DIRECTIONS FOR THIS TASK -
Taking the line with "tokens.push(Token::Property(hole));" as the first and the line with "let (capture, content)" as the last, set down exactly every line in that range from the entries below, and no more.

ENTRIES PROVIDED -
····················
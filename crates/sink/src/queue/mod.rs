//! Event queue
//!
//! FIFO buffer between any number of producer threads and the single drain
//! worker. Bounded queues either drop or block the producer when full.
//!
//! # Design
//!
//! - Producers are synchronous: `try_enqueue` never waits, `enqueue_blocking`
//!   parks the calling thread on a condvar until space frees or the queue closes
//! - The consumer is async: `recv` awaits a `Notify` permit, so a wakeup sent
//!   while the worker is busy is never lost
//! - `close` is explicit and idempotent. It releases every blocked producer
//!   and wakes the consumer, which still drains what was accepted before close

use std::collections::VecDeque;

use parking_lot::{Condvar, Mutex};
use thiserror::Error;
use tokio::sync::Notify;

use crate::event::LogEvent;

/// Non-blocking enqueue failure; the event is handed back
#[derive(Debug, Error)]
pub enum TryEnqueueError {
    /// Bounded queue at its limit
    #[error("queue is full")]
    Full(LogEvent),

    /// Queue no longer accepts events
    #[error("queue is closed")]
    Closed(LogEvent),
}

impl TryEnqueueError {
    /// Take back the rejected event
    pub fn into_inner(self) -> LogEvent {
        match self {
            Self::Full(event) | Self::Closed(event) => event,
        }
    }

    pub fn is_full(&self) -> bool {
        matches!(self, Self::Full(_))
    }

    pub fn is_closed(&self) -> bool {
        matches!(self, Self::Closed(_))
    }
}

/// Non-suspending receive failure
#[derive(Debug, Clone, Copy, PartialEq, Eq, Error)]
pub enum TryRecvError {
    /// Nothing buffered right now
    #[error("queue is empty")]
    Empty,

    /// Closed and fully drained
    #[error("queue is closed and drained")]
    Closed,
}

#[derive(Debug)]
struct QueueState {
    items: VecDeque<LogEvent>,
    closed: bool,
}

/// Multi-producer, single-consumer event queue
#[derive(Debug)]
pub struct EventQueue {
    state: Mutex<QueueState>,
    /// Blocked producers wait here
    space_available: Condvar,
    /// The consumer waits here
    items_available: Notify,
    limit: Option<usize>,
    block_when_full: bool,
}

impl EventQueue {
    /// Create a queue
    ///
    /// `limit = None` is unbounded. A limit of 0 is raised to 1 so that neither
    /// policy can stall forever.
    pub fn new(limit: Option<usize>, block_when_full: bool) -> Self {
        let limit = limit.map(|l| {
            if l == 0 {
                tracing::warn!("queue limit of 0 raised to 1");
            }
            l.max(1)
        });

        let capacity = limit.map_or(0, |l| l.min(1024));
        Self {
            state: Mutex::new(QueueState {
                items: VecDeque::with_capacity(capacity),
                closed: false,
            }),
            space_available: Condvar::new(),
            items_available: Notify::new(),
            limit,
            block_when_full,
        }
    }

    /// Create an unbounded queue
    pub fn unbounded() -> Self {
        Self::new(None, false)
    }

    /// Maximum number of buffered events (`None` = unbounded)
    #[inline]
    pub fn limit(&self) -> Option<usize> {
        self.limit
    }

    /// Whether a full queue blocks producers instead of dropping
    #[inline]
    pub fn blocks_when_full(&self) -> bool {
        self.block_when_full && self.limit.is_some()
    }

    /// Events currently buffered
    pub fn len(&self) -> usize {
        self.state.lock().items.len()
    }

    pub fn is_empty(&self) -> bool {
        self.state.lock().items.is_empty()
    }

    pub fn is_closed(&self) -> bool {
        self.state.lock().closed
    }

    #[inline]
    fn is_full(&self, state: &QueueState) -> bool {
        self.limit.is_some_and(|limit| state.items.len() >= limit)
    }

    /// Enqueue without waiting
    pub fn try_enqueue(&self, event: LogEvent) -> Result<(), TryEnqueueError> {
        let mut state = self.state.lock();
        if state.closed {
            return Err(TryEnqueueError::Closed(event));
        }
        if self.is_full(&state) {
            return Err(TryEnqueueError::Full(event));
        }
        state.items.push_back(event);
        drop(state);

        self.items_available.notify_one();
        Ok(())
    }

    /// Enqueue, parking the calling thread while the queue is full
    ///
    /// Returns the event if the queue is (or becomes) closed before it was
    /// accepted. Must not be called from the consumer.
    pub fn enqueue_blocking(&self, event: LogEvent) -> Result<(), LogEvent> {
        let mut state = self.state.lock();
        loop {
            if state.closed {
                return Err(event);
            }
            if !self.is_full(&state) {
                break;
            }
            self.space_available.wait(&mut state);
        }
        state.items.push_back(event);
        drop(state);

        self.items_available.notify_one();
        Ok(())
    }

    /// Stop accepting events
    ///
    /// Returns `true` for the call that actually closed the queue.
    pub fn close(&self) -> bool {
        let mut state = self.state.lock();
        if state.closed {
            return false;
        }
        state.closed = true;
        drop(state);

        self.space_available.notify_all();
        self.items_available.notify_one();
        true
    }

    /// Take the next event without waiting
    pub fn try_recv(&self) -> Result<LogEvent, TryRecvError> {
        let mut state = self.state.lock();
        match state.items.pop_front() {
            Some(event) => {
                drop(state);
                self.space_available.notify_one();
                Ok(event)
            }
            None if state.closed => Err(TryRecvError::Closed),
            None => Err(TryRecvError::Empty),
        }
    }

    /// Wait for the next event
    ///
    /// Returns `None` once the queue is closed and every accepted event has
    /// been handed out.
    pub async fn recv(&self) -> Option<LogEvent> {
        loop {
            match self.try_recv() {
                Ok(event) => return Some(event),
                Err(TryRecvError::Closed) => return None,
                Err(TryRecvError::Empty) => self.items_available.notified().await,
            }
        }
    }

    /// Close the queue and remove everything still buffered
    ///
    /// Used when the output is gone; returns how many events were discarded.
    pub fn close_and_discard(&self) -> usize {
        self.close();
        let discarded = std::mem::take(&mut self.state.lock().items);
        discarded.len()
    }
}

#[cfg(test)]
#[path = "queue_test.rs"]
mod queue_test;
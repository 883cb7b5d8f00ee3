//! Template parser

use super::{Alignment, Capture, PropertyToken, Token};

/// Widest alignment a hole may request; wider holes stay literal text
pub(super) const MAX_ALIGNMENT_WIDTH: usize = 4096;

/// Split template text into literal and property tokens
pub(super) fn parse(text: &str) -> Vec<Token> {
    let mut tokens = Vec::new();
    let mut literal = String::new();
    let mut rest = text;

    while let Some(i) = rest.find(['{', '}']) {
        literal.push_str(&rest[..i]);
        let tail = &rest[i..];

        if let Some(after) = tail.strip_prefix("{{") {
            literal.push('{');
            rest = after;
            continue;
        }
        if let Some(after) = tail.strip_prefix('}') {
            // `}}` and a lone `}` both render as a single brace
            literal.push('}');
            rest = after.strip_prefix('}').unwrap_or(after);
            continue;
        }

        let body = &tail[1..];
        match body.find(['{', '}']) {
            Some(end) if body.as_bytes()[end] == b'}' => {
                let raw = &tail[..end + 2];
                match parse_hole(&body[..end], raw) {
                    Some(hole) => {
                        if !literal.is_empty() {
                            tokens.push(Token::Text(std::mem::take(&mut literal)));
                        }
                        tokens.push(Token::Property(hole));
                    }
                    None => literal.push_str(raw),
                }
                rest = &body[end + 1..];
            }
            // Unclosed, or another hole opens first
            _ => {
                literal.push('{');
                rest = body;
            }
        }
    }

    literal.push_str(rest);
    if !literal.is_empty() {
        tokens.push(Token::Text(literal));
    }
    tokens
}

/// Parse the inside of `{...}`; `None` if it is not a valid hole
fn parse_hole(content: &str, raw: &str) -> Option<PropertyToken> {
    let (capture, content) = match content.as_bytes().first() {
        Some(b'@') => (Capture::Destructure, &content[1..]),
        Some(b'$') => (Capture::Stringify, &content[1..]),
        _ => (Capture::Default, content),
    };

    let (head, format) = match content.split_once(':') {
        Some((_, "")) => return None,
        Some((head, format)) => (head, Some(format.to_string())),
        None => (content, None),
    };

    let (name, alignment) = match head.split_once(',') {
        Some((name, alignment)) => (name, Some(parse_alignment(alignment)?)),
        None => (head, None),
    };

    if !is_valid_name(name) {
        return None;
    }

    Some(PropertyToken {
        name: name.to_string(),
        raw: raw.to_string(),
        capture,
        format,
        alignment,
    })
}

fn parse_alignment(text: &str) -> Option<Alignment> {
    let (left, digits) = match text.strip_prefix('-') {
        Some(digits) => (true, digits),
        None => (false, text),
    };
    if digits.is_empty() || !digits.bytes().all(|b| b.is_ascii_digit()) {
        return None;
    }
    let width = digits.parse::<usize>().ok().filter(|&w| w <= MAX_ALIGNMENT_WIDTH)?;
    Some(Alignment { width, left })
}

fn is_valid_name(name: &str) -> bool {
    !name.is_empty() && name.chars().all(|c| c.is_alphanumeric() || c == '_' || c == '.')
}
····················
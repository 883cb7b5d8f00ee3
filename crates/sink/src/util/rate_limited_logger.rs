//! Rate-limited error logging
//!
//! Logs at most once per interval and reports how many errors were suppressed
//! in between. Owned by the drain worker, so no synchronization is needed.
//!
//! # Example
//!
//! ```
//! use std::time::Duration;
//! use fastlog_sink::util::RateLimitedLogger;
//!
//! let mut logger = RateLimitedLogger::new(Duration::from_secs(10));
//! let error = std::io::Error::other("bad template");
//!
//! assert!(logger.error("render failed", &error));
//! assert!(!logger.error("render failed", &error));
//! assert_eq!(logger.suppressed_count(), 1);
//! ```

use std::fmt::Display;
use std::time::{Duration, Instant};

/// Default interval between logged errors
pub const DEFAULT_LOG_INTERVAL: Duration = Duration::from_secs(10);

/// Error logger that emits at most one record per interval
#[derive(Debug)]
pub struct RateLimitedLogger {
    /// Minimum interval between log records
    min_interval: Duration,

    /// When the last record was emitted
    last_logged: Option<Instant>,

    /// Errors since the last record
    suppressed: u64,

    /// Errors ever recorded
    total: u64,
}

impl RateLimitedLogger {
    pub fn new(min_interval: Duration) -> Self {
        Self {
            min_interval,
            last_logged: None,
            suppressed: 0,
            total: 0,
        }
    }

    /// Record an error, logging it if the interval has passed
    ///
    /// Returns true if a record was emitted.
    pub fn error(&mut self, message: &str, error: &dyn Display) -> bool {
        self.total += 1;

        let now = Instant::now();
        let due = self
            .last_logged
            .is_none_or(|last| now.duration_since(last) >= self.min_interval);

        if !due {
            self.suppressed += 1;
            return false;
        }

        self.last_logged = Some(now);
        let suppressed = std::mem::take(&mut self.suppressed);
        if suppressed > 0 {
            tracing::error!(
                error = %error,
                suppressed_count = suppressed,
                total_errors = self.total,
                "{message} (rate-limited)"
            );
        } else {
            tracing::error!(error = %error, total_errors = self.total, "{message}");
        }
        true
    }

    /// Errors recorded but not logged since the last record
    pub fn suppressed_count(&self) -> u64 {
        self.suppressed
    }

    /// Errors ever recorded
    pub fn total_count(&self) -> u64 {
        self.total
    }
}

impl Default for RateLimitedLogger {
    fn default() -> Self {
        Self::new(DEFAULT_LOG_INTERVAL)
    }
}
····················
TASK ANSWER -
                        tokens.push(Token::Property(hole));
                    }
                    None => literal.push_str(raw),
                }
                rest = &body[end + 1..];
            }
            // Unclosed, or another hole opens first
            _ => {
                literal.push('{');
                rest = body;
            }
        }
    }

    literal.push_str(rest);
    if !literal.is_empty() {
        tokens.push(Token::Text(literal));
    }
    tokens
}

/// Parse the inside of `{...}`; `None` if it is not a valid hole
fn parse_hole(content: &str, raw: &str) -> Option<PropertyToken> {
    let (capture, content) = match content.as_bytes().first() {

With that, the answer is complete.